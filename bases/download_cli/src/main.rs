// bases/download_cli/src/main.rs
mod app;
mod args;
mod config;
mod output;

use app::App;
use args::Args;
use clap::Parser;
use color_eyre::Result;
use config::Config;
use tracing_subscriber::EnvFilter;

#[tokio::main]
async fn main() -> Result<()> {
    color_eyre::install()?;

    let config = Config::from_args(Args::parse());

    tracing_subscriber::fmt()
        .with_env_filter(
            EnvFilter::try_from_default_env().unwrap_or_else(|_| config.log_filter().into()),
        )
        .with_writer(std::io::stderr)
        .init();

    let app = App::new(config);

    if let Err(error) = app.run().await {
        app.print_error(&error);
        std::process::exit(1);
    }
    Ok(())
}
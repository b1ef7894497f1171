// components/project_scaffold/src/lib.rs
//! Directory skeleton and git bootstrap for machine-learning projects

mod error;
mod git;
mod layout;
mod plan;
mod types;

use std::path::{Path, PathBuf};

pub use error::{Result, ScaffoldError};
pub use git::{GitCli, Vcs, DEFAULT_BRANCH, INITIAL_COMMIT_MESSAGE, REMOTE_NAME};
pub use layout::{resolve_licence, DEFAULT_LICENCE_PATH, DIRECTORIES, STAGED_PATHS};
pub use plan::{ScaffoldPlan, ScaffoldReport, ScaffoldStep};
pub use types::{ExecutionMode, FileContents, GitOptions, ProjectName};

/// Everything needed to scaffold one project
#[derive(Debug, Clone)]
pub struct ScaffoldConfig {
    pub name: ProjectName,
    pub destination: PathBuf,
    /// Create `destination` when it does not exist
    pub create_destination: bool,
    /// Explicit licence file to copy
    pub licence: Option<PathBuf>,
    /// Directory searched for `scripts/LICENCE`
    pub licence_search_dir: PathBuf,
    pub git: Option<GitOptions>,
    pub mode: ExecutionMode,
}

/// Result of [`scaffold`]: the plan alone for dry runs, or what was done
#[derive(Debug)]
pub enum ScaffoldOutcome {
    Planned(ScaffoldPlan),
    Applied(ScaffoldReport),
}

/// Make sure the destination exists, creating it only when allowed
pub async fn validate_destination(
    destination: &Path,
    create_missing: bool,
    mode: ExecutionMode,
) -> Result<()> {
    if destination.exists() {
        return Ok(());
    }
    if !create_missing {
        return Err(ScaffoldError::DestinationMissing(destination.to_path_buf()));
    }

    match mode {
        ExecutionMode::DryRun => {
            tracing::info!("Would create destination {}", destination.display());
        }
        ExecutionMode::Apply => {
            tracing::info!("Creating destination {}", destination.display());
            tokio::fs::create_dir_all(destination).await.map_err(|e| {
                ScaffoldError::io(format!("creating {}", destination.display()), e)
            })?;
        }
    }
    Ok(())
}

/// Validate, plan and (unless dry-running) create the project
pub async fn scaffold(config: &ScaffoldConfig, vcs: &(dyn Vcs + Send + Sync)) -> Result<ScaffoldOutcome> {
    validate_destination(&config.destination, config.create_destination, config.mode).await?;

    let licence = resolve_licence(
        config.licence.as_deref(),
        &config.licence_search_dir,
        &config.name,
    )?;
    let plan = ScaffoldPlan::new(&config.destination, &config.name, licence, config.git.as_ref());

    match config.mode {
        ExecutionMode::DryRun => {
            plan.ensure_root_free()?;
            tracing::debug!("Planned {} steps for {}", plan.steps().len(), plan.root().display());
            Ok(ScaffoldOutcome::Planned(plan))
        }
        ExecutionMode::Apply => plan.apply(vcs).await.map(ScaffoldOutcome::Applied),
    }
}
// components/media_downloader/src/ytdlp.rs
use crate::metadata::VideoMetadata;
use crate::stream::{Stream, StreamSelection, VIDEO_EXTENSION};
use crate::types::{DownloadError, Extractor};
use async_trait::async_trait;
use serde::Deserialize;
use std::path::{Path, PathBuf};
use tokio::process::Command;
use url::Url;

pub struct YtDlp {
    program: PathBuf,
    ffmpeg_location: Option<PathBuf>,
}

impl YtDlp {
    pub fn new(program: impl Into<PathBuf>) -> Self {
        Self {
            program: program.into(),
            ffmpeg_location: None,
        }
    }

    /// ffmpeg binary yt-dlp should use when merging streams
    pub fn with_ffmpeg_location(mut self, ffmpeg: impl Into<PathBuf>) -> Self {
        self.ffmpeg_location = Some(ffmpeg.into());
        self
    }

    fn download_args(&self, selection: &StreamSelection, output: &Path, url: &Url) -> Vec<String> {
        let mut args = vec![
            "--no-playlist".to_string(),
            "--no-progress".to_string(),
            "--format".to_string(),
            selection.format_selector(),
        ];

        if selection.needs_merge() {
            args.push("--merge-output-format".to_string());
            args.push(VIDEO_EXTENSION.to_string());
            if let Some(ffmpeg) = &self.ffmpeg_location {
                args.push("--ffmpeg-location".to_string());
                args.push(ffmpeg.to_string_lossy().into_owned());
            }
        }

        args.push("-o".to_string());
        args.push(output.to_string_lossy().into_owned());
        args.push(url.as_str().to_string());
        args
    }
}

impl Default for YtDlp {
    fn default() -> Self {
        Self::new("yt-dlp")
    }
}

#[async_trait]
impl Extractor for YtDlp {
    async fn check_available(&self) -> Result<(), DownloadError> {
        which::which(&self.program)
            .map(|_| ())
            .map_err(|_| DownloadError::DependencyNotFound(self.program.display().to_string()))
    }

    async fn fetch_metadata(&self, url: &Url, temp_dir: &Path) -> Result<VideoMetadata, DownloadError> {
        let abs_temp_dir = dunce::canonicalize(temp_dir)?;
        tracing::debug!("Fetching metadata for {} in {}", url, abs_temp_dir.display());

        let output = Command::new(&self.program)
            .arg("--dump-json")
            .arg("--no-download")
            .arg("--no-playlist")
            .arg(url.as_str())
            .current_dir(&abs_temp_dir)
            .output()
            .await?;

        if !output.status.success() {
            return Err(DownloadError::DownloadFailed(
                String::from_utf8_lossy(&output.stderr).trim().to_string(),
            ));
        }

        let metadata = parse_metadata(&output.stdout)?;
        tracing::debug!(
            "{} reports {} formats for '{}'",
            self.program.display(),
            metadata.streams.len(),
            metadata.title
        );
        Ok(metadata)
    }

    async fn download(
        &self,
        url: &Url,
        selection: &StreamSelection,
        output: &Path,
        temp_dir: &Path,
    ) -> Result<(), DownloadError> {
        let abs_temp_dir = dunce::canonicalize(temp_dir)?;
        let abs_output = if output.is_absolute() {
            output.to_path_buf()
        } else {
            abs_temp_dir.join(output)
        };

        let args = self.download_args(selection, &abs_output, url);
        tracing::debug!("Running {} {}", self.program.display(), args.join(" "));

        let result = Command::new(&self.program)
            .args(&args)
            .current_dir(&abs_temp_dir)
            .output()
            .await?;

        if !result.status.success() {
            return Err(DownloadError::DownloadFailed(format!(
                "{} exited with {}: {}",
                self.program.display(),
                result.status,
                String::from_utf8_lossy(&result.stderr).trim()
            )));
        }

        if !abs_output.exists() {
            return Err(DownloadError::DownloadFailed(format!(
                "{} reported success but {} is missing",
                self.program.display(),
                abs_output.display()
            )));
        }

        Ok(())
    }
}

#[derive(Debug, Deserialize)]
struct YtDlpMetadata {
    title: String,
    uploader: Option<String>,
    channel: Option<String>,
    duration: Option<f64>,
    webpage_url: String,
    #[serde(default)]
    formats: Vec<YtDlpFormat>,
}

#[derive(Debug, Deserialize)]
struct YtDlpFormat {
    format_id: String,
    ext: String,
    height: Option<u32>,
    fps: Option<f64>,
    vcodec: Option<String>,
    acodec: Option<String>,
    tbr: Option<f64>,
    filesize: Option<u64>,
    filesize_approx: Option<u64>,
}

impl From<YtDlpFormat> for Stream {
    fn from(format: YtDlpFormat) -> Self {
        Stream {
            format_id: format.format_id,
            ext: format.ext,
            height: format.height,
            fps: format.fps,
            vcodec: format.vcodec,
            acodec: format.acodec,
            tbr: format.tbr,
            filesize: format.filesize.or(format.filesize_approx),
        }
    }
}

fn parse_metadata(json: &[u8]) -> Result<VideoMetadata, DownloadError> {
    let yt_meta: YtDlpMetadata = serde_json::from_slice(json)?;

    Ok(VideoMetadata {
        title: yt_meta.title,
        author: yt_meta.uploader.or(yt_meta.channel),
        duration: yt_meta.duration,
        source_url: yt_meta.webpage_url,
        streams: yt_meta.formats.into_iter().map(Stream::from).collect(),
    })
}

──────

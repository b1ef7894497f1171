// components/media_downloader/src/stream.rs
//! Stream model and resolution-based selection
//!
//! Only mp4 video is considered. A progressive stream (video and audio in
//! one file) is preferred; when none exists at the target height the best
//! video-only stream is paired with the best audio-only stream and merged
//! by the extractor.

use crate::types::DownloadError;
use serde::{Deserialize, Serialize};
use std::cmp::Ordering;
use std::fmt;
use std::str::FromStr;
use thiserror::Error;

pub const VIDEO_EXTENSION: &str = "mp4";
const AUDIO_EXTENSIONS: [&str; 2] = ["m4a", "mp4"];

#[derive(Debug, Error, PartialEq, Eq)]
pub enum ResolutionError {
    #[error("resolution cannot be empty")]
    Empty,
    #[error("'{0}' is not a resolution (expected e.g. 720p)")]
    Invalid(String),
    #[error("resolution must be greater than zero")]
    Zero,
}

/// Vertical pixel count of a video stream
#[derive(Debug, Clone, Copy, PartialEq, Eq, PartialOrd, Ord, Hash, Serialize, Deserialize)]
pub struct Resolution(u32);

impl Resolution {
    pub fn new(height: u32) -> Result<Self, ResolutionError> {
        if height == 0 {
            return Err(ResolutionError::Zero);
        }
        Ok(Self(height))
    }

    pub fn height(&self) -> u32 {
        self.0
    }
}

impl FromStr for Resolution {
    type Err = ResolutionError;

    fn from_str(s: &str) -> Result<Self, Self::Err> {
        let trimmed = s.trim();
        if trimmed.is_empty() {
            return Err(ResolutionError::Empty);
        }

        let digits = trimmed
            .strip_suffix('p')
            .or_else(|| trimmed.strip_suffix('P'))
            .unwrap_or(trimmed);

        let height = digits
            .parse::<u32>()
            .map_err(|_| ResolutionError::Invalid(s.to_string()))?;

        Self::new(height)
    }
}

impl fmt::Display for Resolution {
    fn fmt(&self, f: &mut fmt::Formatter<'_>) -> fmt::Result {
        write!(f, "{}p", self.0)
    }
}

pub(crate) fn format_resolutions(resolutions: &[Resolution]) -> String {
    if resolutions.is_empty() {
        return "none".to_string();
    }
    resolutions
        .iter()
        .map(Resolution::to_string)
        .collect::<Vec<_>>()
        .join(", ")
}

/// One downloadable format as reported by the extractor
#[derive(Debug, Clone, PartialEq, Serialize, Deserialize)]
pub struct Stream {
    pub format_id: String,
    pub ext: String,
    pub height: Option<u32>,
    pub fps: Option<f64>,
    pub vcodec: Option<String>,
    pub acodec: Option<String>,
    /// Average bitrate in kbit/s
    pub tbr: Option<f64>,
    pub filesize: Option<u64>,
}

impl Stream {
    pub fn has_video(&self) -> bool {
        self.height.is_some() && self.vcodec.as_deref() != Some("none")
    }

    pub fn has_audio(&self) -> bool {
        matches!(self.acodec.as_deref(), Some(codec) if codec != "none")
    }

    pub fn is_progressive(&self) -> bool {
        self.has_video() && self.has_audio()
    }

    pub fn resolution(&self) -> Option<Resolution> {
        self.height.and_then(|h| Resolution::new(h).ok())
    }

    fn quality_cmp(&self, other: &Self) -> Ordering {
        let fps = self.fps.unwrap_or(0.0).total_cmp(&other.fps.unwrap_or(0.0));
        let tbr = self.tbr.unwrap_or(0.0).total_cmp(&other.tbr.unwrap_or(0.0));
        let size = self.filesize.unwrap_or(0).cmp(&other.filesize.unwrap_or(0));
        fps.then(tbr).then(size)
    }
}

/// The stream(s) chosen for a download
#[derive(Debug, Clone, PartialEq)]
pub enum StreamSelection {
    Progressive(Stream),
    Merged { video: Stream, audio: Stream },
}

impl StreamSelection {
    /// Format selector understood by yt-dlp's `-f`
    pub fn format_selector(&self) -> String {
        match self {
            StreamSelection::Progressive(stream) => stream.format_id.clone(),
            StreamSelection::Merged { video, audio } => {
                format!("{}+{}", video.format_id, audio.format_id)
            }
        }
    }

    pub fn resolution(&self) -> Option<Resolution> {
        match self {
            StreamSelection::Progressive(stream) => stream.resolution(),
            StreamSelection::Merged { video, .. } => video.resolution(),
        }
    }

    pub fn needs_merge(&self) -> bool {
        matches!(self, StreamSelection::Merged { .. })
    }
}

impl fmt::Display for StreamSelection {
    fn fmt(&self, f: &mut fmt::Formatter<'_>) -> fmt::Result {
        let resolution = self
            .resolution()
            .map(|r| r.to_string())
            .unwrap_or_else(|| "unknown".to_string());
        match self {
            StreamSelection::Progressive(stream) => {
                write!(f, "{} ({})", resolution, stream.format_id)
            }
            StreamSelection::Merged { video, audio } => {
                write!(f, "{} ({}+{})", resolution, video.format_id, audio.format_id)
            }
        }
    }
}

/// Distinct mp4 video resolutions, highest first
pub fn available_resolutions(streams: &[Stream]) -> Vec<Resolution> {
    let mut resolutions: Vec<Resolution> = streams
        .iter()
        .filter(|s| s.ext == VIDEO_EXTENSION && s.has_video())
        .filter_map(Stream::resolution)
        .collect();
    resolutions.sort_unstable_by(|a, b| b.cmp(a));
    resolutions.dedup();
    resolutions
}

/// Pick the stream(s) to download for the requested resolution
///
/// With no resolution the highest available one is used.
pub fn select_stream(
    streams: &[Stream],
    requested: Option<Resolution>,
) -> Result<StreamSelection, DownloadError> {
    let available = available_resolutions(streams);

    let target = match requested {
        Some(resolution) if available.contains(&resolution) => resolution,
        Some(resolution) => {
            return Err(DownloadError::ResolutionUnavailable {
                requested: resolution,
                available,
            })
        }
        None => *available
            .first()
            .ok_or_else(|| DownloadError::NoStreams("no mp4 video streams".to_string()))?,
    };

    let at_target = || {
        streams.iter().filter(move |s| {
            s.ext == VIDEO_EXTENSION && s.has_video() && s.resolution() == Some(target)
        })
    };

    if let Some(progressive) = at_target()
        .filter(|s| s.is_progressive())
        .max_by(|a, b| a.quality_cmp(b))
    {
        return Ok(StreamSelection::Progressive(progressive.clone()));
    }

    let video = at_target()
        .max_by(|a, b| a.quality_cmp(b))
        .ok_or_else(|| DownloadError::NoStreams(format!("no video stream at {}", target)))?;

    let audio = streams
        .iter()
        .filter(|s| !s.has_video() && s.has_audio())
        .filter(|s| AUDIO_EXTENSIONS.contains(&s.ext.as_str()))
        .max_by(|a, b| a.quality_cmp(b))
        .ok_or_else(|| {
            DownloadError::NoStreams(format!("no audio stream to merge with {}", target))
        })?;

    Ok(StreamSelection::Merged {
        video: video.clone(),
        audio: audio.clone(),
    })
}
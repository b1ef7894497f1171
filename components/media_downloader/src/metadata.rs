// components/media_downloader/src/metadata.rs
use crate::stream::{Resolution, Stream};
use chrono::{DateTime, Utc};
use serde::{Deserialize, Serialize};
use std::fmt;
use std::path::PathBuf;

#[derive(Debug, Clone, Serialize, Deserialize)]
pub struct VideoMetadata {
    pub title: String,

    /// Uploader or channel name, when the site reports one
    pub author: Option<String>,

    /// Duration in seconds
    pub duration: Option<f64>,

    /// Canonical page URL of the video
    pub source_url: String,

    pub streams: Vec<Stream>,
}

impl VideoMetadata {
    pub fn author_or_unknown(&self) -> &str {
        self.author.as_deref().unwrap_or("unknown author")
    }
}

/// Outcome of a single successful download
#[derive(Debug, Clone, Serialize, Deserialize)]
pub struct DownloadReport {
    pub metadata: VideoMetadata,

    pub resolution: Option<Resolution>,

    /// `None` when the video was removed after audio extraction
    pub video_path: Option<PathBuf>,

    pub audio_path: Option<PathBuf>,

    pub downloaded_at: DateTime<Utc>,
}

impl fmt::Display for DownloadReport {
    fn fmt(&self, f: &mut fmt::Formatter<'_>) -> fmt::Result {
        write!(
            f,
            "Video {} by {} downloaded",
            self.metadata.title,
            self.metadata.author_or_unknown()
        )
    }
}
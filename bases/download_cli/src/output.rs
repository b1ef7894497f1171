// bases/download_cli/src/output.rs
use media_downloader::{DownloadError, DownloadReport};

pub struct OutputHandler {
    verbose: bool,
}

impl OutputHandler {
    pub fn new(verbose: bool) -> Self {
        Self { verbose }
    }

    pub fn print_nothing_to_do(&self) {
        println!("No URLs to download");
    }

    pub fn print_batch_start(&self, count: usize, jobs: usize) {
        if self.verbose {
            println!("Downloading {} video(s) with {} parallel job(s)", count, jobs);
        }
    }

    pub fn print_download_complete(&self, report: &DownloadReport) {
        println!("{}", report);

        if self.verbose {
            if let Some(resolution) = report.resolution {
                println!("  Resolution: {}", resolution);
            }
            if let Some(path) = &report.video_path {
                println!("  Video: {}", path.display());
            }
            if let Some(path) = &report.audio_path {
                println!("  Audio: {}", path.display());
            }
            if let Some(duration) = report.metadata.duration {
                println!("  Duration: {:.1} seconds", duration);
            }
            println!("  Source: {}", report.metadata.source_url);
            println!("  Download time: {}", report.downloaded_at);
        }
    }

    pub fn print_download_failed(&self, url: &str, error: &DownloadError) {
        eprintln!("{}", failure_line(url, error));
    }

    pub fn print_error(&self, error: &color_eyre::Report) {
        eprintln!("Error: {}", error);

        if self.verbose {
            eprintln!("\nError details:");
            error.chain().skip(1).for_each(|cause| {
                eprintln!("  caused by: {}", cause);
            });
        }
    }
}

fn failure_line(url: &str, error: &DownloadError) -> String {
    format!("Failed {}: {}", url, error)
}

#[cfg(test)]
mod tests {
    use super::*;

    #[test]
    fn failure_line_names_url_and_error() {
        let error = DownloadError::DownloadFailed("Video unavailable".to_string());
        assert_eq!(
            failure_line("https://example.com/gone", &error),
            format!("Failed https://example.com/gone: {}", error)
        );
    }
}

──────

• EXERCISE BRIEF
Across the listing above, count every line containing the string "DownloadReport" and give the result with no comment.

• RESPONSE AREA
4